■ Task to complete ■
The data beneath this task is to be duplicated exactly, in its entirety.

START Data in this exercise

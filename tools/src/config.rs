//! On-disk gateway configuration.
//!
//! The file format keeps everything human-editable: addresses and keys are
//! TextFmt-encoded strings, durations are integer milliseconds. Conversion
//! into the typed [`gateway::GatewayConfig`] validates everything upfront.
use std::{net::SocketAddr, path::PathBuf};

use anyhow::Context as _;
use gateway_crypto::Text;
use serde::{Deserialize, Serialize};
use zksync_concurrency::{limiter, net, time};

/// Decodes a JSON document, rejecting trailing data.
pub fn decode_json<T: serde::de::DeserializeOwned>(json: &str) -> anyhow::Result<T> {
    let mut d = serde_json::Deserializer::from_str(json);
    let p = T::deserialize(&mut d)?;
    d.end()?;
    Ok(p)
}

fn millis(ms: u64) -> anyhow::Result<time::Duration> {
    Ok(time::Duration::milliseconds(ms.try_into()?))
}

fn default_content_type() -> String {
    "application/jsonrpc; charset=utf-8".into()
}

/// TLS key material locations.
#[derive(Debug, Clone, PartialEq, Serialize, Deserialize)]
pub struct TlsSection {
    /// Path to the PEM-encoded certificate chain.
    pub cert_path: PathBuf,
    /// Path to the PEM-encoded private key.
    pub key_path: PathBuf,
}

/// An HTTP listener.
#[derive(Debug, Clone, PartialEq, Serialize, Deserialize)]
pub struct HttpServerSection {
    /// Address to listen on.
    pub addr: SocketAddr,
    /// TLS configuration. Plain TCP if absent.
    #[serde(default, skip_serializing_if = "Option::is_none")]
    pub tls: Option<TlsSection>,
    /// URL path served by this listener.
    pub path: String,
    /// Timeout for reading the request head.
    pub read_timeout_ms: u64,
    /// Bound on draining in-flight connections during shutdown.
    pub write_timeout_ms: u64,
    /// Deadline for handling a single request.
    pub request_timeout_ms: u64,
    /// Maximal accepted request body size in bytes.
    pub max_request_bytes: usize,
    /// Value of the `content-type` header of responses.
    #[serde(default = "default_content_type")]
    pub content_type: String,
}

impl HttpServerSection {
    fn parse(&self) -> anyhow::Result<gateway::HttpServerConfig> {
        Ok(gateway::HttpServerConfig {
            addr: net::tcp::ListenerAddr::new(self.addr),
            tls: self.tls.as_ref().map(|tls| gateway::TlsConfig {
                cert_path: tls.cert_path.clone(),
                key_path: tls.key_path.clone(),
            }),
            path: self.path.clone(),
            read_timeout: millis(self.read_timeout_ms).context("read_timeout_ms")?,
            write_timeout: millis(self.write_timeout_ms).context("write_timeout_ms")?,
            request_timeout: millis(self.request_timeout_ms).context("request_timeout_ms")?,
            max_request_bytes: self.max_request_bytes,
            content_type: self.content_type.clone(),
        })
    }
}

/// The WebSocket listener for node connections.
#[derive(Debug, Clone, PartialEq, Serialize, Deserialize)]
pub struct WsServerSection {
    /// Address to listen on.
    pub addr: SocketAddr,
    /// TLS configuration. Plain TCP if absent.
    #[serde(default, skip_serializing_if = "Option::is_none")]
    pub tls: Option<TlsSection>,
    /// URL path the nodes connect to.
    pub path: String,
    /// Deadline for completing the authentication handshake.
    pub handshake_timeout_ms: u64,
    /// Maximal accepted WebSocket message size in bytes.
    pub max_frame_bytes: usize,
    /// Maximal number of connections accepted in a burst.
    pub accept_burst: usize,
    /// Interval at which the accept budget refreshes by one.
    pub accept_refresh_ms: u64,
}

impl WsServerSection {
    fn parse(&self) -> anyhow::Result<gateway::WsServerConfig> {
        Ok(gateway::WsServerConfig {
            addr: net::tcp::ListenerAddr::new(self.addr),
            tls: self.tls.as_ref().map(|tls| gateway::TlsConfig {
                cert_path: tls.cert_path.clone(),
                key_path: tls.key_path.clone(),
            }),
            path: self.path.clone(),
            handshake_timeout: millis(self.handshake_timeout_ms)
                .context("handshake_timeout_ms")?,
            max_frame_bytes: self.max_frame_bytes,
            accept_rate: limiter::Rate {
                burst: self.accept_burst,
                refresh: millis(self.accept_refresh_ms).context("accept_refresh_ms")?,
            },
        })
    }
}

/// A single DON member.
#[derive(Debug, Clone, PartialEq, Serialize, Deserialize)]
pub struct NodeSection {
    /// Human-readable node name, used only for logging.
    pub name: String,
    /// TextFmt-encoded address the node authenticates with.
    pub address: String,
}

/// A DON served by the gateway.
#[derive(Debug, Clone, PartialEq, Serialize, Deserialize)]
pub struct DonSection {
    /// Unique DON identifier.
    pub don_id: String,
    /// Handler type for this DON.
    pub handler_name: String,
    /// Handler-specific configuration, passed through verbatim.
    #[serde(default)]
    pub handler_config: serde_json::Value,
    /// Member nodes allowed to connect on behalf of this DON.
    pub members: Vec<NodeSection>,
}

impl DonSection {
    fn parse(&self) -> anyhow::Result<gateway::DonConfig> {
        let members = self
            .members
            .iter()
            .enumerate()
            .map(|(i, m)| {
                Ok(gateway::NodeConfig {
                    name: m.name.clone(),
                    address: Text::new(&m.address)
                        .decode()
                        .with_context(|| format!("members[{i}].address"))?,
                })
            })
            .collect::<anyhow::Result<_>>()?;
        Ok(gateway::DonConfig {
            don_id: self.don_id.clone(),
            handler_name: self.handler_name.clone(),
            handler_config: self.handler_config.clone(),
            members,
        })
    }
}

/// Top-level gateway configuration file.
#[derive(Debug, Clone, PartialEq, Serialize, Deserialize)]
pub struct AppConfig {
    /// Listener for user HTTP requests.
    pub user_server: HttpServerSection,
    /// Listener for node WebSocket connections.
    pub node_server: WsServerSection,
    /// DONs served by this gateway.
    pub dons: Vec<DonSection>,
    /// Address to serve Prometheus metrics on.
    #[serde(default, skip_serializing_if = "Option::is_none")]
    pub metrics_server_addr: Option<SocketAddr>,
}

impl AppConfig {
    /// Converts the file representation into the typed gateway config.
    pub fn gateway_config(&self) -> anyhow::Result<gateway::GatewayConfig> {
        Ok(gateway::GatewayConfig {
            user_server: self.user_server.parse().context("user_server")?,
            node_server: self.node_server.parse().context("node_server")?,
            dons: self
                .dons
                .iter()
                .enumerate()
                .map(|(i, don)| don.parse().with_context(|| format!("dons[{i}]")))
                .collect::<anyhow::Result<_>>()?,
        })
    }
}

END Data in this exercise

■ Answer box ■
filename tools/src/config.rs
//! On-disk gateway configuration.
//!
//! The file format keeps everything human-editable: addresses and keys are
//! TextFmt-encoded strings, durations are integer milliseconds. Conversion
//! into the typed [`gateway::GatewayConfig`] validates everything upfront.
use std::{net::SocketAddr, path::PathBuf};

use anyhow::Context as _;
use gateway_crypto::Text;
use serde::{Deserialize, Serialize};
use zksync_concurrency::{limiter, net, time};

/// Decodes a JSON document, rejecting trailing data.
pub fn decode_json<T: serde::de::DeserializeOwned>(json: &str) -> anyhow::Result<T> {
    let mut d = serde_json::Deserializer::from_str(json);
    let p = T::deserialize(&mut d)?;
    d.end()?;
    Ok(p)
}

fn millis(ms: u64) -> anyhow::Result<time::Duration> {
    Ok(time::Duration::milliseconds(ms.try_into()?))
}

fn default_content_type() -> String {
    "application/jsonrpc; charset=utf-8".into()
}

/// TLS key material locations.
#[derive(Debug, Clone, PartialEq, Serialize, Deserialize)]
pub struct TlsSection {
    /// Path to the PEM-encoded certificate chain.
    pub cert_path: PathBuf,
    /// Path to the PEM-encoded private key.
    pub key_path: PathBuf,
}

/// An HTTP listener.
#[derive(Debug, Clone, PartialEq, Serialize, Deserialize)]
pub struct HttpServerSection {
    /// Address to listen on.
    pub addr: SocketAddr,
    /// TLS configuration. Plain TCP if absent.
    #[serde(default, skip_serializing_if = "Option::is_none")]
    pub tls: Option<TlsSection>,
    /// URL path served by this listener.
    pub path: String,
    /// Timeout for reading the request head.
    pub read_timeout_ms: u64,
    /// Bound on draining in-flight connections during shutdown.
    pub write_timeout_ms: u64,
    /// Deadline for handling a single request.
    pub request_timeout_ms: u64,
    /// Maximal accepted request body size in bytes.
    pub max_request_bytes: usize,
    /// Value of the `content-type` header of responses.
    #[serde(default = "default_content_type")]
    pub content_type: String,
}

impl HttpServerSection {
    fn parse(&self) -> anyhow::Result<gateway::HttpServerConfig> {
        Ok(gateway::HttpServerConfig {
            addr: net::tcp::ListenerAddr::new(self.addr),
            tls: self.tls.as_ref().map(|tls| gateway::TlsConfig {
                cert_path: tls.cert_path.clone(),
                key_path: tls.key_path.clone(),
            }),
            path: self.path.clone(),
            read_timeout: millis(self.read_timeout_ms).context("read_timeout_ms")?,
            write_timeout: millis(self.write_timeout_ms).context("write_timeout_ms")?,
            request_timeout: millis(self.request_timeout_ms).context("request_timeout_ms")?,
            max_request_bytes: self.max_request_bytes,
            content_type: self.content_type.clone(),
        })
    }
}

/// The WebSocket listener for node connections.
#[derive(Debug, Clone, PartialEq, Serialize, Deserialize)]
pub struct WsServerSection {
    /// Address to listen on.
    pub addr: SocketAddr,
    /// TLS configuration. Plain TCP if absent.
    #[serde(default, skip_serializing_if = "Option::is_none")]
    pub tls: Option<TlsSection>,
    /// URL path the nodes connect to.
    pub path: String,
    /// Deadline for completing the authentication handshake.
    pub handshake_timeout_ms: u64,
    /// Maximal accepted WebSocket message size in bytes.
    pub max_frame_bytes: usize,
    /// Maximal number of connections accepted in a burst.
    pub accept_burst: usize,
    /// Interval at which the accept budget refreshes by one.
    pub accept_refresh_ms: u64,
}

impl WsServerSection {
    fn parse(&self) -> anyhow::Result<gateway::WsServerConfig> {
        Ok(gateway::WsServerConfig {
            addr: net::tcp::ListenerAddr::new(self.addr),
            tls: self.tls.as_ref().map(|tls| gateway::TlsConfig {
                cert_path: tls.cert_path.clone(),
                key_path: tls.key_path.clone(),
            }),
            path: self.path.clone(),
            handshake_timeout: millis(self.handshake_timeout_ms)
                .context("handshake_timeout_ms")?,
            max_frame_bytes: self.max_frame_bytes,
            accept_rate: limiter::Rate {
                burst: self.accept_burst,
                refresh: millis(self.accept_refresh_ms).context("accept_refresh_ms")?,
            },
        })
    }
}

/// A single DON member.
#[derive(Debug, Clone, PartialEq, Serialize, Deserialize)]
pub struct NodeSection {
    /// Human-readable node name, used only for logging.
    pub name: String,
    /// TextFmt-encoded address the node authenticates with.
    pub address: String,
}

/// A DON served by the gateway.
#[derive(Debug, Clone, PartialEq, Serialize, Deserialize)]
pub struct DonSection {
    /// Unique DON identifier.
    pub don_id: String,
    /// Handler type for this DON.
    pub handler_name: String,
    /// Handler-specific configuration, passed through verbatim.
    #[serde(default)]
    pub handler_config: serde_json::Value,
    /// Member nodes allowed to connect on behalf of this DON.
    pub members: Vec<NodeSection>,
}

impl DonSection {
    fn parse(&self) -> anyhow::Result<gateway::DonConfig> {
        let members = self
            .members
            .iter()
            .enumerate()
            .map(|(i, m)| {
                Ok(gateway::NodeConfig {
                    name: m.name.clone(),
                    address: Text::new(&m.address)
                        .decode()
                        .with_context(|| format!("members[{i}].address"))?,
                })
            })
            .collect::<anyhow::Result<_>>()?;
        Ok(gateway::DonConfig {
            don_id: self.don_id.clone(),
            handler_name: self.handler_name.clone(),
            handler_config: self.handler_config.clone(),
            members,
        })
    }
}

/// Top-level gateway configuration file.
#[derive(Debug, Clone, PartialEq, Serialize, Deserialize)]
pub struct AppConfig {
    /// Listener for user HTTP requests.
    pub user_server: HttpServerSection,
    /// Listener for node WebSocket connections.
    pub node_server: WsServerSection,
    /// DONs served by this gateway.
    pub dons: Vec<DonSection>,
    /// Address to serve Prometheus metrics on.
    #[serde(default, skip_serializing_if = "Option::is_none")]
    pub metrics_server_addr: Option<SocketAddr>,
}

impl AppConfig {
    /// Converts the file representation into the typed gateway config.
    pub fn gateway_config(&self) -> anyhow::Result<gateway::GatewayConfig> {
        Ok(gateway::GatewayConfig {
            user_server: self.user_server.parse().context("user_server")?,
            node_server: self.node_server.parse().context("node_server")?,
            dons: self
                .dons
                .iter()
                .enumerate()
                .map(|(i, don)| don.parse().with_context(|| format!("dons[{i}]")))
                .collect::<anyhow::Result<_>>()?,
        })
    }
}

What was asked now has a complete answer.